WHAT THE EXERCISE ASKS
Select the lines below containing the word "LifecycleError".
______
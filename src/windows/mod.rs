pub mod enrich;
#[cfg(test)]
pub mod fake;
pub mod identity;
pub mod source;

pub use enrich::EnrichmentPipeline;
pub use identity::IdentityTable;
pub use source::{WindowSource, WmctrlSource};
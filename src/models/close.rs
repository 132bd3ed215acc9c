use chrono::{DateTime, Utc};
use serde::{Deserialize, Serialize};

use super::{CloseTarget, ProjectName};

/// Stages of closing a project, in execution order.
#[derive(Debug, Clone, Copy, PartialEq, Eq, PartialOrd, Ord, Serialize, Deserialize)]
#[serde(rename_all = "snake_case")]
pub enum CloseStage {
    Active,
    SnapshotRotation,
    WindowsClosing,
    NotesCapture,
    VcsUpload,
    Removed,
}

impl CloseStage {
    pub fn label(&self) -> &'static str {
        match self {
            CloseStage::Active => "active",
            CloseStage::SnapshotRotation => "snapshot rotation",
            CloseStage::WindowsClosing => "closing windows",
            CloseStage::NotesCapture => "notes capture",
            CloseStage::VcsUpload => "vcs upload",
            CloseStage::Removed => "removed",
        }
    }
}

/// On-disk record of an in-flight close. `stage` is the last completed stage.
#[derive(Debug, Clone, PartialEq, Eq, Serialize, Deserialize)]
pub struct CloseMarker {
    pub project: ProjectName,
    pub stage: CloseStage,
    pub started_at: DateTime<Utc>,
    #[serde(default)]
    pub windows: Vec<CloseTarget>,
    #[serde(default, skip_serializing_if = "Option::is_none")]
    pub notes: Option<String>,
    #[serde(default = "default_push")]
    pub push: bool,
}

fn default_push() -> bool {
    true
}

impl CloseMarker {
    pub fn new(
        project: ProjectName,
        windows: Vec<CloseTarget>,
        notes: Option<String>,
        push: bool,
    ) -> Self {
        Self {
            project,
            stage: CloseStage::Active,
            started_at: Utc::now(),
            windows,
            notes: notes.filter(|n| !n.trim().is_empty()),
            push,
        }
    }

    pub fn completed(&self, stage: CloseStage) -> bool {
        self.stage >= stage
    }
}
use anyhow::Context;
use std::sync::Arc;
use std::time::Duration;
use thiserror::Error;

use super::vcs::{VcsClient, VcsOutcome};
use crate::config::Config;
use crate::models::{
    CloseMarker, CloseStage, CloseTarget, ProjectName, ProjectNameError, WindowRecord,
};
use crate::store::persistence::RotationOutcome;
use crate::store::{AssignmentStore, ProjectFiles, StoreError};
use crate::windows::WindowSource;

#[derive(Debug, Error)]
pub enum LifecycleError {
    #[error("No project selected")]
    NoProjectNamed,

    #[error(transparent)]
    InvalidProject(#[from] ProjectNameError),

    #[error("Unknown project: {0}")]
    UnknownProject(ProjectName),

    #[error(transparent)]
    Store(#[from] StoreError),

    #[error("Close of {project} stopped during {stage}: {source:#}")]
    Stage {
        project: ProjectName,
        stage: &'static str,
        source: anyhow::Error,
    },
}

#[derive(Debug, Clone, PartialEq, Eq)]
pub enum VcsStatus {
    Skipped,
    Pushed(VcsOutcome),
    Failed(String),
}

#[derive(Debug, Clone, PartialEq, Eq)]
pub struct CloseFailure {
    pub title: String,
    pub reason: String,
}

#[derive(Debug, Clone, PartialEq, Eq)]
pub struct CloseReport {
    pub project: ProjectName,
    pub rotation: Option<RotationOutcome>,
    pub closed: Vec<String>,
    pub close_failures: Vec<CloseFailure>,
    pub notes_saved: bool,
    pub vcs: VcsStatus,
    pub resumed_from: Option<CloseStage>,
}

impl CloseReport {
    fn new(project: ProjectName) -> Self {
        Self {
            project,
            rotation: None,
            closed: Vec::new(),
            close_failures: Vec::new(),
            notes_saved: false,
            vcs: VcsStatus::Skipped,
            resumed_from: None,
        }
    }

    pub fn summary(&self) -> String {
        let mut parts = vec![format!("Closed {}", self.project)];
        if let Some(id) = self.rotation.as_ref().and_then(|r| r.archived) {
            parts.push(format!("saved state{}", id));
        }
        parts.push(format!("{} window(s) closed", self.closed.len()));
        if !self.close_failures.is_empty() {
            parts.push(format!("{} failed to close", self.close_failures.len()));
        }
        match &self.vcs {
            VcsStatus::Skipped => {}
            VcsStatus::Pushed(_) => parts.push("pushed".to_string()),
            VcsStatus::Failed(reason) => parts.push(format!("push failed: {}", reason)),
        }
        parts.join(", ")
    }
}

/// Drives the close state machine for a project.
///
/// Each completed stage is recorded in the project's close marker so an
/// interrupted close picks up at the next stage.
#[derive(Clone)]
pub struct ProjectLifecycleManager {
    store: AssignmentStore,
    files: Arc<ProjectFiles>,
    source: Arc<dyn WindowSource>,
    vcs: Arc<dyn VcsClient>,
    window_close_timeout: Duration,
    vcs_timeout: Duration,
    vcs_enabled: bool,
}

impl ProjectLifecycleManager {
    pub fn new(
        store: AssignmentStore,
        files: Arc<ProjectFiles>,
        source: Arc<dyn WindowSource>,
        vcs: Arc<dyn VcsClient>,
        config: &Config,
    ) -> Self {
        Self {
            store,
            files,
            source,
            vcs,
            window_close_timeout: config.timeouts.window_close(),
            vcs_timeout: config.timeouts.vcs(),
            vcs_enabled: config.vcs.enabled,
        }
    }

    pub async fn close_project(
        &self,
        project: Option<&str>,
        notes: Option<String>,
        push: bool,
    ) -> Result<CloseReport, LifecycleError> {
        let raw = project
            .map(str::trim)
            .filter(|p| !p.is_empty())
            .ok_or(LifecycleError::NoProjectNamed)?;
        let project = ProjectName::parse(raw)?;

        let snapshot = self.store.get().await;
        if !project.is_unassigned() && !snapshot.is_known_project(&project) {
            return Err(LifecycleError::UnknownProject(project));
        }

        let windows = self.store.begin_close(&project).await?;
        let targets: Vec<CloseTarget> = windows.iter().map(WindowRecord::close_target).collect();
        tracing::info!("Closing {} ({} window(s))", project, targets.len());

        let marker = CloseMarker::new(project.clone(), targets, notes, push && self.vcs_enabled);
        if let Err(e) = self.files.write_marker(&marker).await {
            self.store.abort_close(&project).await;
            return Err(LifecycleError::Stage {
                project,
                stage: CloseStage::Active.label(),
                source: e,
            });
        }

        self.drive(marker, CloseReport::new(project)).await
    }

    /// Continues every close interrupted before it reached Removed.
    pub async fn resume_pending(&self) -> anyhow::Result<Vec<CloseReport>> {
        let markers = self.files.list_markers().await?;
        let mut reports = Vec::new();

        for marker in markers {
            let project = marker.project.clone();
            if let Err(e) = self.store.begin_close(&project).await {
                tracing::warn!("Cannot resume close of {}: {}", project, e);
                continue;
            }
            tracing::info!(
                "Resuming close of {} after {}",
                project,
                marker.stage.label()
            );

            let mut report = CloseReport::new(project.clone());
            report.resumed_from = Some(marker.stage);
            match self.drive(marker, report).await {
                Ok(report) => reports.push(report),
                Err(e) => tracing::error!("Resumed close of {} failed: {}", project, e),
            }
        }

        Ok(reports)
    }

    /// Runs [`Self::resume_pending`] on its own task so callers can start
    /// polling and drawing right away. Failures are logged.
    pub fn spawn_resume(&self) -> tokio::task::JoinHandle<Vec<CloseReport>> {
        let manager = self.clone();
        tokio::spawn(async move {
            match manager.resume_pending().await {
                Ok(reports) => {
                    for report in &reports {
                        tracing::info!("Resumed: {}", report.summary());
                    }
                    reports
                }
                Err(e) => {
                    tracing::warn!("Failed to scan for interrupted closes: {:#}", e);
                    Vec::new()
                }
            }
        })
    }

    async fn drive(
        &self,
        mut marker: CloseMarker,
        mut report: CloseReport,
    ) -> Result<CloseReport, LifecycleError> {
        let project = marker.project.clone();
        let result = self.run_stages(&mut marker, &mut report).await;
        if let Err(e) = result {
            self.store.abort_close(&project).await;
            return Err(e);
        }

        let dropped = self.store.unassign_all(&project).await;
        tracing::debug!("Dropped {} assignment(s) of {}", dropped.len(), project);
        let snapshot = self.store.finish_close(&project).await;
        if let Err(e) = self.files.persist(&snapshot).await {
            tracing::warn!("Failed to persist after closing {}: {:#}", project, e);
        }
        if let Err(e) = self.files.clear_marker(&project).await {
            tracing::warn!("Failed to clear close marker for {}: {:#}", project, e);
        }

        tracing::info!("{}", report.summary());
        Ok(report)
    }

    async fn run_stages(
        &self,
        marker: &mut CloseMarker,
        report: &mut CloseReport,
    ) -> Result<(), LifecycleError> {
        let project = marker.project.clone();
        let stage_error = |stage: CloseStage, source: anyhow::Error| LifecycleError::Stage {
            project: project.clone(),
            stage: stage.label(),
            source,
        };

        if !marker.completed(CloseStage::SnapshotRotation) {
            let snapshot = self.store.get().await;
            if let Err(e) = self.files.persist(&snapshot).await {
                tracing::warn!("Flush before rotating {} failed: {:#}", project, e);
            }
            let rotation = self
                .files
                .rotate_snapshots(&project)
                .await
                .map_err(|e| stage_error(CloseStage::SnapshotRotation, e))?;
            report.rotation = Some(rotation);
            self.advance(marker, CloseStage::SnapshotRotation)
                .await
                .map_err(|e| stage_error(CloseStage::SnapshotRotation, e))?;
        }

        if !marker.completed(CloseStage::WindowsClosing) {
            self.close_windows(&marker.windows, report).await;
            self.advance(marker, CloseStage::WindowsClosing)
                .await
                .map_err(|e| stage_error(CloseStage::WindowsClosing, e))?;
        }

        if !marker.completed(CloseStage::NotesCapture) {
            if let Some(notes) = marker.notes.as_deref() {
                self.files
                    .write_notes(&project, notes)
                    .await
                    .map_err(|e| stage_error(CloseStage::NotesCapture, e))?;
                report.notes_saved = true;
            }
            self.advance(marker, CloseStage::NotesCapture)
                .await
                .map_err(|e| stage_error(CloseStage::NotesCapture, e))?;
        }

        if !marker.completed(CloseStage::VcsUpload) {
            if marker.push {
                report.vcs = self.upload(&project).await;
            }
            self.advance(marker, CloseStage::VcsUpload)
                .await
                .map_err(|e| stage_error(CloseStage::VcsUpload, e))?;
        }

        Ok(())
    }

    async fn advance(&self, marker: &mut CloseMarker, stage: CloseStage) -> anyhow::Result<()> {
        marker.stage = stage;
        self.files
            .write_marker(marker)
            .await
            .with_context(|| format!("Failed to record stage {}", stage.label()))
    }

    async fn close_windows(&self, targets: &[CloseTarget], report: &mut CloseReport) {
        for target in targets {
            let result =
                tokio::time::timeout(self.window_close_timeout, self.source.close(target)).await;
            let reason = match result {
                Ok(Ok(())) => {
                    if let Some(key) = &target.key {
                        self.store.remove(key).await;
                    }
                    report.closed.push(target.title.clone());
                    continue;
                }
                Ok(Err(e)) => format!("{:#}", e),
                Err(_) => format!("timed out after {:?}", self.window_close_timeout),
            };
            tracing::warn!("Could not close {:?}: {}", target.title, reason);
            report.close_failures.push(CloseFailure {
                title: target.title.clone(),
                reason,
            });
        }
    }

    async fn upload(&self, project: &ProjectName) -> VcsStatus {
        let dir = self.files.project_dir(project);
        match tokio::time::timeout(self.vcs_timeout, self.vcs.commit_and_push(&dir)).await {
            Ok(Ok(outcome)) => VcsStatus::Pushed(outcome),
            Ok(Err(e)) => {
                tracing::warn!("Push of {} failed: {}", project, e);
                VcsStatus::Failed(e.to_string())
            }
            Err(_) => {
                tracing::warn!("Push of {} timed out", project);
                VcsStatus::Failed(format!("timed out after {:?}", self.vcs_timeout))
            }
        }
    }

    /// Commits and pushes a project folder outside of a close.
    pub async fn push(&self, project: &str) -> Result<VcsStatus, LifecycleError> {
        let project = ProjectName::parse(project)?;
        if !self.files.project_dir(&project).exists() {
            return Err(LifecycleError::UnknownProject(project));
        }
        if !self.vcs_enabled {
            return Ok(VcsStatus::Skipped);
        }
        Ok(self.upload(&project).await)
    }
}
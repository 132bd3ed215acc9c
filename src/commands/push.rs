use anyhow::{bail, Result};
use clap::Args as ClapArgs;

use crate::commands::common::Services;
use crate::config::Config;
use crate::lifecycle::VcsStatus;

#[derive(ClapArgs)]
pub struct Args {
    /// Project whose folder should be committed and pushed
    pub project: String,
}

pub async fn execute(args: Args, config: Config) -> Result<()> {
    let services = Services::new(config);

    match services.lifecycle.push(&args.project).await? {
        VcsStatus::Pushed(outcome) => {
            let committed = if outcome.committed {
                "committed and pushed"
            } else {
                "nothing to commit, pushed"
            };
            let upstream = if outcome.upstream_set {
                " (upstream set)"
            } else {
                ""
            };
            println!("{}: {}{}", args.project, committed, upstream);
            Ok(())
        }
        VcsStatus::Skipped => {
            println!("{}: version control disabled", args.project);
            Ok(())
        }
        VcsStatus::Failed(reason) => bail!("Push of {} failed: {}", args.project, reason),
    }
}
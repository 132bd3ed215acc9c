use std::collections::{BTreeMap, BTreeSet};
use std::sync::Arc;
use thiserror::Error;
use tokio::sync::{broadcast, Mutex};

use crate::models::{
    ProjectName, ProjectNameError, StoreEvent, WindowKey, WindowMetadata, WindowRecord,
};

const EVENT_CAPACITY: usize = 256;

#[derive(Debug, Error, PartialEq, Eq)]
pub enum StoreError {
    #[error("No windows selected")]
    NothingSelected,

    #[error(transparent)]
    InvalidProject(#[from] ProjectNameError),

    #[error("Project {0} is closing")]
    ProjectClosing(ProjectName),

    #[error("Project {0} is already being closed")]
    AlreadyClosing(ProjectName),

    #[error("The {0} bucket cannot be closed")]
    CannotCloseUnassigned(ProjectName),
}

/// Windows grouped by their assigned project, with latest metadata.
pub type ProjectGroups = BTreeMap<ProjectName, BTreeMap<WindowKey, WindowMetadata>>;

/// Consistent copy of the store taken under its lock.
#[derive(Debug, Clone, Default, PartialEq, Eq)]
pub struct StoreSnapshot {
    pub revision: u64,
    pub assignments: BTreeMap<WindowKey, ProjectName>,
    pub pending: BTreeSet<WindowKey>,
    pub windows: BTreeMap<WindowKey, WindowRecord>,
    pub projects: BTreeSet<ProjectName>,
    pub closing: BTreeSet<ProjectName>,
}

impl StoreSnapshot {
    /// Live windows per project. Projects whose windows are all gone are
    /// absent.
    pub fn groups(&self) -> ProjectGroups {
        let mut groups = ProjectGroups::new();
        for (key, project) in &self.assignments {
            if let Some(record) = self.windows.get(key) {
                groups
                    .entry(project.clone())
                    .or_default()
                    .insert(key.clone(), record.metadata.clone());
            }
        }
        groups
    }

    pub fn project_of(&self, key: &WindowKey) -> Option<&ProjectName> {
        self.assignments.get(key)
    }

    pub fn windows_of(&self, project: &ProjectName) -> Vec<&WindowRecord> {
        self.assignments
            .iter()
            .filter(|(_, p)| *p == project)
            .filter_map(|(key, _)| self.windows.get(key))
            .collect()
    }

    pub fn is_known_project(&self, project: &ProjectName) -> bool {
        self.projects.contains(project) || self.assignments.values().any(|p| p == project)
    }
}

/// What one reconcile pass changed.
#[derive(Debug, Clone, Default, PartialEq, Eq)]
pub struct CycleReport {
    pub live: usize,
    pub new_pending: Vec<WindowKey>,
    pub removed: Vec<(WindowKey, Option<ProjectName>)>,
}

impl CycleReport {
    pub fn is_quiet(&self) -> bool {
        self.new_pending.is_empty() && self.removed.is_empty()
    }
}

#[derive(Debug, Clone)]
pub struct AssignOutcome {
    pub project: ProjectName,
    pub assigned: Vec<WindowKey>,
    pub skipped: Vec<WindowKey>,
    pub snapshot: StoreSnapshot,
}

#[derive(Debug, Default)]
struct StoreState {
    revision: u64,
    assignments: BTreeMap<WindowKey, ProjectName>,
    pending: BTreeSet<WindowKey>,
    windows: BTreeMap<WindowKey, WindowRecord>,
    projects: BTreeSet<ProjectName>,
    closing: BTreeSet<ProjectName>,
}

impl StoreState {
    fn snapshot(&self) -> StoreSnapshot {
        StoreSnapshot {
            revision: self.revision,
            assignments: self.assignments.clone(),
            pending: self.pending.clone(),
            windows: self.windows.clone(),
            projects: self.projects.clone(),
            closing: self.closing.clone(),
        }
    }

    fn group_sizes(&self) -> BTreeMap<ProjectName, usize> {
        let mut sizes = BTreeMap::new();
        for (key, project) in &self.assignments {
            if self.windows.contains_key(key) {
                *sizes.entry(project.clone()).or_insert(0) += 1;
            }
        }
        sizes
    }

    fn register(&mut self, project: &ProjectName) {
        if !project.is_unassigned() {
            self.projects.insert(project.clone());
        }
    }
}

/// Authoritative window-to-project mapping. Every mutation happens inside a
/// single lock acquisition and never awaits while holding it.
#[derive(Clone)]
pub struct AssignmentStore {
    state: Arc<Mutex<StoreState>>,
    events: broadcast::Sender<StoreEvent>,
}

impl Default for AssignmentStore {
    fn default() -> Self {
        Self::new()
    }
}

impl AssignmentStore {
    pub fn new() -> Self {
        let (events, _) = broadcast::channel(EVENT_CAPACITY);
        Self {
            state: Arc::new(Mutex::new(StoreState::default())),
            events,
        }
    }

    pub fn subscribe(&self) -> broadcast::Receiver<StoreEvent> {
        self.events.subscribe()
    }

    fn emit(&self, events: Vec<StoreEvent>) {
        for event in events {
            // No subscribers is fine
            let _ = self.events.send(event);
        }
    }

    pub async fn get(&self) -> StoreSnapshot {
        self.state.lock().await.snapshot()
    }

    /// Seeds assignments and known projects from disk.
    pub async fn restore(
        &self,
        assignments: BTreeMap<WindowKey, ProjectName>,
        projects: impl IntoIterator<Item = ProjectName>,
    ) {
        let mut state = self.state.lock().await;
        for project in projects.into_iter().chain(assignments.values().cloned()) {
            state.register(&project);
        }
        for (key, project) in assignments {
            state.pending.remove(&key);
            state.assignments.insert(key, project);
        }
        state.revision += 1;
    }

    pub async fn register_project(&self, project: &ProjectName) {
        let mut state = self.state.lock().await;
        if !project.is_unassigned() && state.projects.insert(project.clone()) {
            state.revision += 1;
        }
    }

    pub async fn assign(
        &self,
        keys: &[WindowKey],
        project: &str,
    ) -> Result<AssignOutcome, StoreError> {
        if keys.is_empty() {
            return Err(StoreError::NothingSelected);
        }
        let project = ProjectName::parse(project)?;

        let mut events = Vec::new();
        let outcome = {
            let mut state = self.state.lock().await;
            if state.closing.contains(&project) {
                return Err(StoreError::ProjectClosing(project));
            }
            // Windows of a closing project are already targeted for close.
            if let Some(current) = keys
                .iter()
                .filter_map(|key| state.assignments.get(key))
                .find(|current| state.closing.contains(*current))
            {
                return Err(StoreError::ProjectClosing(current.clone()));
            }

            let before = state.group_sizes();
            let mut assigned = Vec::new();
            let mut skipped = Vec::new();
            let mut changed = false;

            for key in keys {
                if !state.windows.contains_key(key) {
                    skipped.push(key.clone());
                    continue;
                }
                state.pending.remove(key);
                let previous = state.assignments.insert(key.clone(), project.clone());
                if previous.as_ref() != Some(&project) {
                    changed = true;
                    events.push(StoreEvent::WindowAssigned {
                        key: key.clone(),
                        project: project.clone(),
                        previous,
                    });
                }
                assigned.push(key.clone());
            }

            if !project.is_unassigned() && state.projects.insert(project.clone()) {
                changed = true;
            }
            if changed {
                state.revision += 1;
                events.extend(group_changes(&before, &state.group_sizes()));
            }

            AssignOutcome {
                project,
                assigned,
                skipped,
                snapshot: state.snapshot(),
            }
        };

        self.emit(events);
        Ok(outcome)
    }

    /// Drops every assignment to the project. The windows are not returned
    /// to pending.
    pub async fn unassign_all(&self, project: &ProjectName) -> Vec<WindowKey> {
        let mut events = Vec::new();
        let keys = {
            let mut state = self.state.lock().await;
            let before = state.group_sizes();
            let keys: Vec<WindowKey> = state
                .assignments
                .iter()
                .filter(|(_, p)| *p == project)
                .map(|(k, _)| k.clone())
                .collect();
            for key in &keys {
                state.assignments.remove(key);
            }
            if !keys.is_empty() {
                state.revision += 1;
                events.extend(group_changes(&before, &state.group_sizes()));
            }
            keys
        };
        self.emit(events);
        keys
    }

    /// Forgets a window everywhere. Returns false when it was not tracked.
    pub async fn remove(&self, key: &WindowKey) -> bool {
        let mut events = Vec::new();
        let removed = {
            let mut state = self.state.lock().await;
            let before = state.group_sizes();
            let project = state.assignments.remove(key);
            let pending = state.pending.remove(key);
            let record = state.windows.remove(key);
            let removed = project.is_some() || pending || record.is_some();
            if removed {
                state.revision += 1;
                events.push(StoreEvent::WindowRemoved {
                    key: key.clone(),
                    title: record
                        .map(|r| r.metadata.title)
                        .unwrap_or_else(|| key.to_string()),
                    project,
                });
                events.extend(group_changes(&before, &state.group_sizes()));
            }
            removed
        };
        self.emit(events);
        removed
    }

    /// Applies one poll cycle's live window set.
    ///
    /// Closed windows are dropped from every structure before new windows are
    /// queued as pending, and the returned snapshot reflects both.
    pub async fn reconcile(&self, records: Vec<WindowRecord>) -> (CycleReport, StoreSnapshot) {
        let live: BTreeMap<WindowKey, WindowRecord> =
            records.into_iter().map(|r| (r.key.clone(), r)).collect();

        let mut events = Vec::new();
        let result = {
            let mut state = self.state.lock().await;
            let before = state.group_sizes();
            let mut report = CycleReport {
                live: live.len(),
                ..CycleReport::default()
            };

            let tracked: BTreeSet<WindowKey> = state
                .assignments
                .keys()
                .chain(state.pending.iter())
                .chain(state.windows.keys())
                .cloned()
                .collect();

            for key in tracked.into_iter().filter(|k| !live.contains_key(k)) {
                let project = state.assignments.remove(&key);
                state.pending.remove(&key);
                let title = state
                    .windows
                    .remove(&key)
                    .map(|r| r.metadata.title)
                    .unwrap_or_else(|| key.to_string());
                events.push(StoreEvent::WindowRemoved {
                    key: key.clone(),
                    title,
                    project: project.clone(),
                });
                report.removed.push((key, project));
            }

            for (key, record) in &live {
                if !state.assignments.contains_key(key) && state.pending.insert(key.clone()) {
                    events.push(StoreEvent::WindowPending {
                        key: key.clone(),
                        title: record.metadata.title.clone(),
                    });
                    report.new_pending.push(key.clone());
                }
            }

            let metadata_changed = state.windows != live;
            state.windows = live;
            if metadata_changed || !report.is_quiet() {
                state.revision += 1;
            }
            events.extend(group_changes(&before, &state.group_sizes()));

            (report, state.snapshot())
        };

        self.emit(events);
        result
    }

    /// Marks a project as closing and returns its live windows.
    pub async fn begin_close(&self, project: &ProjectName) -> Result<Vec<WindowRecord>, StoreError> {
        if project.is_unassigned() {
            return Err(StoreError::CannotCloseUnassigned(project.clone()));
        }
        let mut state = self.state.lock().await;
        if !state.closing.insert(project.clone()) {
            return Err(StoreError::AlreadyClosing(project.clone()));
        }
        Ok(state
            .assignments
            .iter()
            .filter(|(_, p)| *p == project)
            .filter_map(|(key, _)| state.windows.get(key).cloned())
            .collect())
    }

    /// Removes the project from the registry and ends its close.
    pub async fn finish_close(&self, project: &ProjectName) -> StoreSnapshot {
        let snapshot = {
            let mut state = self.state.lock().await;
            state.projects.remove(project);
            state.closing.remove(project);
            state.revision += 1;
            state.snapshot()
        };
        self.emit(vec![StoreEvent::ProjectClosed {
            project: project.clone(),
        }]);
        snapshot
    }

    pub async fn abort_close(&self, project: &ProjectName) {
        self.state.lock().await.closing.remove(project);
    }
}

fn group_changes(
    before: &BTreeMap<ProjectName, usize>,
    after: &BTreeMap<ProjectName, usize>,
) -> Vec<StoreEvent> {
    before
        .keys()
        .chain(after.keys())
        .collect::<BTreeSet<_>>()
        .into_iter()
        .filter_map(|project| {
            let old = before.get(project).copied().unwrap_or(0);
            let new = after.get(project).copied().unwrap_or(0);
            (old != new).then(|| StoreEvent::ProjectGroupUpdated {
                project: project.clone(),
                windows: new,
            })
        })
        .collect()
}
______
REPLY
pub enum LifecycleError {
    ) -> Result<CloseReport, LifecycleError> {
            .ok_or(LifecycleError::NoProjectNamed)?;
            return Err(LifecycleError::UnknownProject(project));
            return Err(LifecycleError::Stage {
    ) -> Result<CloseReport, LifecycleError> {
    ) -> Result<(), LifecycleError> {
        let stage_error = |stage: CloseStage, source: anyhow::Error| LifecycleError::Stage {
    pub async fn push(&self, project: &str) -> Result<VcsStatus, LifecycleError> {
            return Err(LifecycleError::UnknownProject(project));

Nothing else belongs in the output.